* _SOURCE DATA_
//! Validate-before-commit for every proposed write.
//!
//! A write is checked in a fixed order: write permissions (unknown,
//! system-managed, immutable and append-only fields), required fields,
//! type and format, enumeration membership, numeric bounds, uniqueness, and
//! foreign keys. Cross-field rules and the analytics contract run last, on
//! the merged row, and only over fields that passed the per-field checks.
//! Every violation is collected; nothing short-circuits after the first.

use std::collections::BTreeSet;
use std::sync::Arc;

use crate::analytics::AnalyticsContract;
use crate::error::{
    ReferenceProblem, ReferentialIntegrityError, ValidationError, Violation, ViolationKind,
};
use crate::model::{ChatMessage, EntityKind, RowId};
use crate::relations::RelationshipGraph;
use crate::schema::{FieldSpec, SchemaRegistry};
use crate::value::{coerce, FieldMap, Row, Value};

/// Read access to committed rows, as needed for uniqueness and foreign-key
/// checks.
pub trait RowLookup {
    /// Entity kind of the row with `id`, if any row has that id.
    fn kind_of(&self, id: RowId) -> Option<EntityKind>;

    fn row(&self, id: RowId) -> Option<&Row>;

    fn rows(&self, kind: EntityKind) -> Box<dyn Iterator<Item = (RowId, &Row)> + '_>;
}

#[derive(Clone, Copy)]
enum Mode<'a> {
    Create,
    Update { id: RowId, existing: &'a Row },
    Correct { id: RowId, existing: &'a Row },
}

impl<'a> Mode<'a> {
    fn target(&self) -> Option<(RowId, &'a Row)> {
        match *self {
            Mode::Create => None,
            Mode::Update { id, existing } | Mode::Correct { id, existing } => Some((id, existing)),
        }
    }
}

#[derive(Debug, Clone)]
pub struct Validator {
    schema: Arc<SchemaRegistry>,
    graph: Arc<RelationshipGraph>,
    contract: AnalyticsContract,
}

impl Validator {
    pub fn new(schema: Arc<SchemaRegistry>, graph: Arc<RelationshipGraph>) -> Self {
        Self {
            schema,
            graph,
            contract: AnalyticsContract::standard(),
        }
    }

    pub fn schema(&self) -> &SchemaRegistry {
        &self.schema
    }

    pub fn graph(&self) -> &RelationshipGraph {
        &self.graph
    }

    pub fn contract(&self) -> &AnalyticsContract {
        &self.contract
    }

    /// Validates a new row. On success returns the full row with defaults
    /// filled in; system-managed timestamps and the id are left to the store.
    pub fn validate_create(
        &self,
        kind: EntityKind,
        fields: &FieldMap,
        store: &dyn RowLookup,
    ) -> Result<Row, ValidationError> {
        self.validate(kind, Mode::Create, fields, store)
    }

    /// Validates a partial update of `existing`. Append-only entities reject
    /// every plain update.
    pub fn validate_update(
        &self,
        kind: EntityKind,
        id: RowId,
        existing: &Row,
        fields: &FieldMap,
        store: &dyn RowLookup,
    ) -> Result<Row, ValidationError> {
        self.validate(kind, Mode::Update { id, existing }, fields, store)
    }

    /// Validates an audited correction of an append-only row.
    pub fn validate_correction(
        &self,
        kind: EntityKind,
        id: RowId,
        existing: &Row,
        fields: &FieldMap,
        store: &dyn RowLookup,
    ) -> Result<Row, ValidationError> {
        self.validate(kind, Mode::Correct { id, existing }, fields, store)
    }

    fn validate(
        &self,
        kind: EntityKind,
        mode: Mode<'_>,
        fields: &FieldMap,
        store: &dyn RowLookup,
    ) -> Result<Row, ValidationError> {
        let schema = self.schema.entity(kind);
        let mut violations = Vec::new();
        let mut invalid: BTreeSet<String> = BTreeSet::new();

        if matches!(mode, Mode::Update { .. }) && schema.append_only {
            let mut rejected: Vec<Violation> = fields
                .keys()
                .map(|field| Violation::new(field.as_str(), ViolationKind::AppendOnly))
                .collect();
            if rejected.is_empty() {
                rejected.push(Violation::new("*", ViolationKind::AppendOnly));
            }
            return Err(ValidationError::new(kind, rejected));
        }

        for field in fields.keys() {
            match schema.field(field) {
                None => {
                    violations.push(Violation::new(field.as_str(), ViolationKind::UnknownField));
                }
                Some(spec) if spec.is_system() => {
                    violations.push(Violation::new(field.as_str(), ViolationKind::ReadOnly));
                }
                Some(_) => {}
            }
        }

        let mut row = match mode.target() {
            Some((_, existing)) => existing.clone(),
            None => Row::new(),
        };

        for spec in &schema.fields {
            if spec.is_system() {
                if mode.target().is_none() {
                    if let Some(default) = &spec.default {
                        row.insert(spec.name, default.clone());
                    }
                }
                continue;
            }
            match self.resolve_field(spec, mode, fields.get(spec.name)) {
                Ok(Some(value)) => {
                    row.insert(spec.name, value);
                }
                Ok(None) => {}
                Err(rule) => {
                    invalid.insert(spec.name.to_string());
                    violations.push(Violation::new(spec.name, rule));
                }
            }
        }

        let self_id = mode.target().map(|(id, _)| id);
        violations.extend(self.check_uniqueness(kind, &row, self_id, &invalid, store));
        violations.extend(self.check_references(kind, &row, &invalid, store));

        let before_rules = violations.len();
        violations.extend(cross_field_rules(kind, &row, &invalid));
        for violation in &violations[before_rules..] {
            invalid.insert(violation.field.clone());
        }
        violations.extend(self.contract.check(kind, &row, &invalid));

        if violations.is_empty() {
            Ok(row)
        } else {
            Err(ValidationError::new(kind, violations))
        }
    }

    /// The value to store for one caller-writable field, `None` to leave the
    /// row as it is.
    fn resolve_field(
        &self,
        spec: &FieldSpec,
        mode: Mode<'_>,
        raw: Option<&serde_json::Value>,
    ) -> Result<Option<Value>, ViolationKind> {
        let raw = match raw {
            Some(raw) => raw,
            None if mode.target().is_some() => return Ok(None),
            None => {
                return match &spec.default {
                    Some(default) => Ok(Some(default.clone())),
                    None if spec.required => Err(ViolationKind::Required),
                    None => Ok(Some(Value::Null)),
                };
            }
        };

        let value = if raw.is_null() {
            if spec.required {
                return Err(ViolationKind::Required);
            }
            Value::Null
        } else {
            coerce(&spec.ty, spec.bounds, raw)?
        };

        if let Some((_, existing)) = mode.target() {
            let current = existing.get(spec.name).unwrap_or(&Value::Null);
            if spec.immutable && *current != value {
                return Err(ViolationKind::Immutable);
            }
        }
        Ok(Some(value))
    }

    fn check_uniqueness(
        &self,
        kind: EntityKind,
        row: &Row,
        self_id: Option<RowId>,
        invalid: &BTreeSet<String>,
        store: &dyn RowLookup,
    ) -> Vec<Violation> {
        let schema = self.schema.entity(kind);
        let mut violations = Vec::new();

        let mut groups: Vec<&[&'static str]> = schema
            .fields
            .iter()
            .filter(|spec| spec.unique)
            .map(|spec| std::slice::from_ref(&spec.name))
            .collect();
        for group in &schema.unique_together {
            groups.push(*group);
        }

        for group in groups {
            if group.iter().any(|field| invalid.contains(*field)) {
                continue;
            }
            let Some(key) = group
                .iter()
                .map(|field| row.get(field).filter(|value| !value.is_null()))
                .collect::<Option<Vec<_>>>()
            else {
                continue;
            };
            let conflict = store.rows(kind).find(|(id, other)| {
                Some(*id) != self_id
                    && group
                        .iter()
                        .zip(&key)
                        .all(|(field, value)| other.get(field) == Some(*value))
            });
            if let Some((conflicting, _)) = conflict {
                violations.push(Violation::new(
                    group.join("+"),
                    ViolationKind::Uniqueness { conflicting },
                ));
            }
        }
        violations
    }

    fn check_references(
        &self,
        kind: EntityKind,
        row: &Row,
        invalid: &BTreeSet<String>,
        store: &dyn RowLookup,
    ) -> Vec<Violation> {
        let mut violations = Vec::new();
        for spec in &self.schema.entity(kind).fields {
            let Some(target) = spec.ty.reference_target() else {
                continue;
            };
            if invalid.contains(spec.name) {
                continue;
            }
            let owner_role = self
                .graph
                .edge(kind, spec.name)
                .and_then(|edge| edge.owner_role);
            let ids = row.get(spec.name).map(Value::row_ids).unwrap_or_default();

            for id in ids {
                let problem = match store.kind_of(id) {
                    None => Some(ReferenceProblem::Missing),
                    Some(found) if found != target => Some(ReferenceProblem::WrongEntity { found }),
                    Some(_) => owner_role.and_then(|expected| {
                        let found = store
                            .row(id)
                            .and_then(|owner| owner.get("role"))
                            .and_then(Value::as_str)
                            .unwrap_or_default();
                        (found != expected.as_str()).then(|| ReferenceProblem::WrongRole {
                            expected,
                            found: found.to_string(),
                        })
                    }),
                };
                if let Some(problem) = problem {
                    let err = ReferentialIntegrityError {
                        field: spec.name.to_string(),
                        target,
                        id,
                        problem,
                    };
                    violations.push(Violation::new(spec.name, ViolationKind::Reference(err)));
                }
            }
        }
        violations
    }
}

fn cross_field_rules(kind: EntityKind, row: &Row, invalid: &BTreeSet<String>) -> Vec<Violation> {
    let valid = |field: &str| {
        if invalid.contains(field) {
            None
        } else {
            row.get(field).filter(|value| !value.is_null())
        }
    };
    let mut violations = Vec::new();
    let mut broken = |field: &str, code: &'static str, reason: String| {
        violations.push(Violation::new(field, ViolationKind::CrossField { code, reason }));
    };

    match kind {
        EntityKind::Grade => {
            let marks = valid("marks").and_then(Value::as_f64);
            let max = valid("maxMarks").and_then(Value::as_f64);
            if let (Some(marks), Some(max)) = (marks, max) {
                if marks > max {
                    broken(
                        "marks",
                        "marks<=maxMarks",
                        format!("marks {marks} exceed maxMarks {max}"),
                    );
                }
            }
        }
        EntityKind::Faculty => {
            let present = valid("presentDays").and_then(Value::as_f64);
            let total = valid("totalWorkingDays").and_then(Value::as_f64);
            if let (Some(present), Some(total)) = (present, total) {
                if present > total {
                    broken(
                        "presentDays",
                        "presentDays<=totalWorkingDays",
                        format!("presentDays {present} exceed totalWorkingDays {total}"),
                    );
                }
            }
        }
        EntityKind::FacultyAttendance => {
            let check_in = valid("checkInTime").and_then(Value::as_time);
            let check_out = valid("checkOutTime").and_then(Value::as_time);
            if let (Some(check_in), Some(check_out)) = (check_in, check_out) {
                if check_out < check_in {
                    broken(
                        "checkOutTime",
                        "checkOutTime>=checkInTime",
                        format!("checked out at {check_out} before checking in at {check_in}"),
                    );
                }
            }
        }
        EntityKind::ChatbotConversation => {
            let messages = valid("messages").and_then(|value| value.decode::<Vec<ChatMessage>>());
            if let Some(messages) = messages {
                if let Some(position) = messages.iter().position(|m| m.content.trim().is_empty()) {
                    broken(
                        "messages",
                        "messages.content",
                        format!("message {position} has no content"),
                    );
                }
                if let Some(position) = messages
                    .windows(2)
                    .position(|pair| pair[1].sent_at < pair[0].sent_at)
                {
                    broken(
                        "messages",
                        "messages.sentAt",
                        format!("message {} was sent before message {position}", position + 1),
                    );
                }
            }
        }
        _ => {}
    }
    violations
}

* _WHAT IS EXPECTED_
Whenever the string "contains" shows up in a line of the records, copy that line.

* _RESULT FOR THIS EXERCISE_
            if group.iter().any(|field| invalid.contains(*field)) {
            if invalid.contains(spec.name) {
        if invalid.contains(field) {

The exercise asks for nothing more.